Dr. Shames has been recognized for high achievement throughout his career. He was elected to Tau Beta Pi (Northeastern University, 1949), Sigma Xi (University of Maryland, 1952), Phi Eta Sigma (University of Maryland, 1952), and Pi Tau Sigma (Pratt University, 1954). In 1964, Northeastern presented him their Distinguished Alumnus Award. His teaching honors earned at the University at Buffalo include: Teacher of the Year, 1964; Faculty Teaching Award (first awarded), 1966; Student Teaching Award (university-wide, first awarded), 1975; SUNY Award for Teaching Excellence, 1978; Golden Key Honor Society (first group of faculty inducted as honorary members), 1989; and Teacher of the Year, 1990.

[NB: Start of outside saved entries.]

#[cfg(test)]
mod tests {
    use super::*;
    use crate::types::MapSession;
    use chrono::TimeZone;

    fn at(y: i32, mo: u32, d: u32, h: u32, mi: u32) -> DateTime<Utc> {
        Utc.with_ymd_and_hms(y, mo, d, h, mi, 0).unwrap()
    }

    fn store_with(buckets: &[(&str, &str, u64)]) -> StoreData {
        let mut data = StoreData::default();
        for (day, map, ms) in buckets {
            data.daily_totals
                .entry(day.to_string())
                .or_default()
                .insert(map.to_string(), *ms);
        }
        data
    }

    fn add_session(data: &mut StoreData, map: &str, start: DateTime<Utc>, minutes: i64) {
        data.sessions.push(MapSession {
            map_id: map.to_string(),
            started_at: start,
            ended_at: start + Duration::minutes(minutes),
        });
    }

    #[test]
    fn test_today_trend_cumulative_ramp() {
        let now = at(2025, 6, 10, 13, 0); // bucket index 4 ("12pm")
        let data = store_with(&[("2025-06-10", "dust2", 100 * 60_000)]);

        let trend = playtime_trend(&data, TimeRange::Today, now);
        assert_eq!(trend.labels.len(), 6);
        assert_eq!(trend.minutes.len(), 6);
        // 5 elapsed buckets ramp toward the 100 minute total
        assert_eq!(trend.minutes[4], 100);
        assert_eq!(trend.minutes[5], 0);
        assert!(trend.minutes.windows(2).take(4).all(|w| w[0] <= w[1]));
    }

    #[test]
    fn test_daily_trend_seven_buckets() {
        let now = at(2025, 6, 10, 12, 0);
        let data = store_with(&[
            ("2025-06-10", "dust2", 30 * 60_000),
            ("2025-06-09", "dust2", 60 * 60_000),
            ("2025-06-03", "dust2", 99 * 60_000), // 8 days ago, excluded
        ]);

        let trend = playtime_trend(&data, TimeRange::Last7Days, now);
        assert_eq!(trend.minutes, vec![0, 0, 0, 0, 0, 60, 30]);
        assert_eq!(trend.labels[6], "Tue"); // 2025-06-10 is a Tuesday
    }

    #[test]
    fn test_weekly_trend_four_buckets_cover_window() {
        let now = at(2025, 6, 30, 12, 0);
        // One hour on each day of the 30-day window
        let mut data = StoreData::default();
        for offset in 0..30 {
            let day = now - Duration::days(offset);
            data.daily_totals
                .entry(timeutil::day_key(day))
                .or_default()
                .insert("dust2".to_string(), 60 * 60_000);
        }

        let trend = playtime_trend(&data, TimeRange::Last30Days, now);
        assert_eq!(trend.labels, vec!["Week 1", "Week 2", "Week 3", "Week 4"]);
        // 7+7+7+9 days, nothing dropped
        assert_eq!(trend.minutes, vec![420, 420, 420, 540]);
        assert_eq!(trend.minutes.iter().sum::<u64>(), 30 * 60);
    }

    #[test]
    fn test_monthly_trend_current_and_three_preceding() {
        let now = at(2025, 6, 10, 12, 0);
        let data = store_with(&[
            ("2025-06-05", "dust2", 60 * 60_000),
            ("2025-04-20", "dust2", 120 * 60_000),
            ("2024-12-25", "dust2", 999 * 60_000), // outside the 4 months
        ]);

        let trend = playtime_trend(&data, TimeRange::All, now);
        assert_eq!(trend.labels, vec!["Mar", "Apr", "May", "Jun"]);
        assert_eq!(trend.minutes, vec![0, 120, 0, 60]);
    }

    #[test]
    fn test_monthly_trend_crosses_year_boundary() {
        let now = at(2025, 2, 10, 12, 0);
        let trend = playtime_trend(&StoreData::default(), TimeRange::All, now);
        assert_eq!(trend.labels, vec!["Nov", "Dec", "Jan", "Feb"]);
    }

    #[test]
    fn test_category_data_folds_other() {
        let now = at(2025, 6, 10, 12, 0);
        let data = store_with(&[
            ("2025-06-10", "a", 60 * 60_000),
            ("2025-06-10", "b", 50 * 60_000),
            ("2025-06-10", "c", 40 * 60_000),
            ("2025-06-10", "d", 30 * 60_000),
            ("2025-06-10", "e", 20 * 60_000),
            ("2025-06-10", "f", 10 * 60_000),
            ("2025-06-10", "g", 5 * 60_000),
        ]);

        let slices = category_data(&data, TimeRange::Today, now);
        assert_eq!(slices.len(), 6);
        assert_eq!(slices[0].name, "a");
        assert_eq!(slices[5].name, "Other");
        assert_eq!(slices[5].minutes, 15);
    }

    #[test]
    fn test_category_data_no_other_at_five_or_fewer() {
        let now = at(2025, 6, 10, 12, 0);
        let data = store_with(&[
            ("2025-06-10", "a", 60 * 60_000),
            ("2025-06-10", "b", 50 * 60_000),
        ]);

        let slices = category_data(&data, TimeRange::Today, now);
        assert_eq!(slices.len(), 2);
        assert!(slices.iter().all(|s| s.name != "Other"));
    }

    #[test]
    fn test_comparison_today_with_empty_yesterday() {
        let now = at(2025, 6, 10, 12, 0);
        let mut data = store_with(&[("2025-06-10", "dust2", 30 * 60_000)]);
        add_session(&mut data, "dust2", at(2025, 6, 10, 10, 0), 30);

        let cmp = comparison_data(&data, TimeRange::Today, now);
        assert_eq!(cmp.current.label, "Today");
        assert_eq!(cmp.current.total_minutes, 30);
        assert_eq!(cmp.current.session_count, 1);
        assert_eq!(cmp.current.avg_session_minutes, 30);
        assert_eq!(cmp.previous.label, "Yesterday");
        assert_eq!(cmp.previous.total_minutes, 0);
        // No previous data: direction icon only, no percentage
        assert_eq!(cmp.change_pct, None);
        assert_eq!(cmp.direction, TrendDirection::New);
    }

    #[test]
    fn test_comparison_week_over_week() {
        let now = at(2025, 6, 10, 12, 0);
        let mut data = store_with(&[
            ("2025-06-10", "dust2", 120 * 60_000), // this week
            ("2025-06-01", "dust2", 60 * 60_000),  // previous week window
        ]);
        add_session(&mut data, "dust2", at(2025, 6, 10, 8, 0), 120);
        add_session(&mut data, "dust2", at(2025, 6, 1, 8, 0), 60);

        let cmp = comparison_data(&data, TimeRange::Last7Days, now);
        assert_eq!(cmp.current.total_minutes, 120);
        assert_eq!(cmp.previous.total_minutes, 60);
        assert_eq!(cmp.direction, TrendDirection::Up);
        assert_eq!(cmp.change_pct, Some(100.0));
    }

    #[test]
    fn test_comparison_all_has_no_previous_period() {
        let now = at(2025, 6, 10, 12, 0);
        let data = store_with(&[("2025-06-10", "dust2", 30 * 60_000)]);

        let cmp = comparison_data(&data, TimeRange::All, now);
        assert_eq!(cmp.current.label, "All Time");
        assert_eq!(cmp.current.total_minutes, 30);
        assert_eq!(cmp.previous.label, "N/A");
        assert_eq!(cmp.previous.total_minutes, 0);
        assert_eq!(cmp.change_pct, None);
        assert_eq!(cmp.direction, TrendDirection::Flat);
    }

    #[test]
    fn test_recent_sessions_ordering_and_limit() {
        let now = at(2025, 6, 10, 12, 0);
        let mut data = StoreData::default();
        for i in 0..12 {
            add_session(&mut data, "dust2", now - Duration::hours(i + 1), 30);
        }
        // Outside the window
        add_session(&mut data, "mirage", now - Duration::days(40), 30);

        let rows = recent_sessions(&data, TimeRange::Last30Days, now, 10);
        assert_eq!(rows.len(), 10);
        assert!(rows.windows(2).all(|w| w[0].started_at >= w[1].started_at));
        assert_eq!(rows[0].time_ago, "1 hour ago");
        assert!(rows.iter().all(|r| r.map_id == "dust2"));
    }

    #[test]
    fn test_top5_truncates() {
        let now = at(2025, 6, 10, 12, 0);
        let data = store_with(&[
            ("2025-06-10", "a", 60 * 60_000),
            ("2025-06-10", "b", 50 * 60_000),
            ("2025-06-10", "c", 40 * 60_000),
            ("2025-06-10", "d", 30 * 60_000),
            ("2025-06-10", "e", 20 * 60_000),
            ("2025-06-10", "f", 10 * 60_000),
        ]);

        let rows = top5_maps(&data, TimeRange::Today, now);
        assert_eq!(rows.len(), 5);
        assert_eq!(rows[0].map_id, "a");
        assert_eq!(rows[4].map_id, "e");
    }

    #[test]
    fn test_overview_stats_guard_against_empty() {
        let stats = overview_stats(&StoreData::default());
        assert_eq!(stats.total_play_time_ms, 0);
        assert_eq!(stats.maps_played, 0);
        assert_eq!(stats.avg_session_minutes, 0);
    }

    #[test]
    fn test_overview_stats_totals() {
        let mut data = store_with(&[
            ("2025-06-10", "dust2", 60 * 60_000),
            ("2025-06-09", "mirage", 30 * 60_000),
        ]);
        add_session(&mut data, "dust2", at(2025, 6, 10, 8, 0), 60);
        add_session(&mut data, "mirage", at(2025, 6, 9, 8, 0), 30);

        let stats = overview_stats(&data);
        assert_eq!(stats.total_play_time_ms, 90 * 60_000);
        assert_eq!(stats.maps_played, 2);
        assert_eq!(stats.session_count, 2);
        assert_eq!(stats.avg_session_minutes, 45);
    }
}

Dr. Shames is married to Sheila Shapiro; they have two grown children. Shortly after Dr. Shames assumes the title of Professor Emeritus with us, he and Mrs. Shames will be moving to the Washington, D.C. area, where he will be a Distinguished Visiting Professor at George Washington University and where he and his wife will be close to family who live in D.C.

We are pleased to have our distinguished teacher and writer Irving H. Shames here today to receive the 1993 Engineering Dean's Award.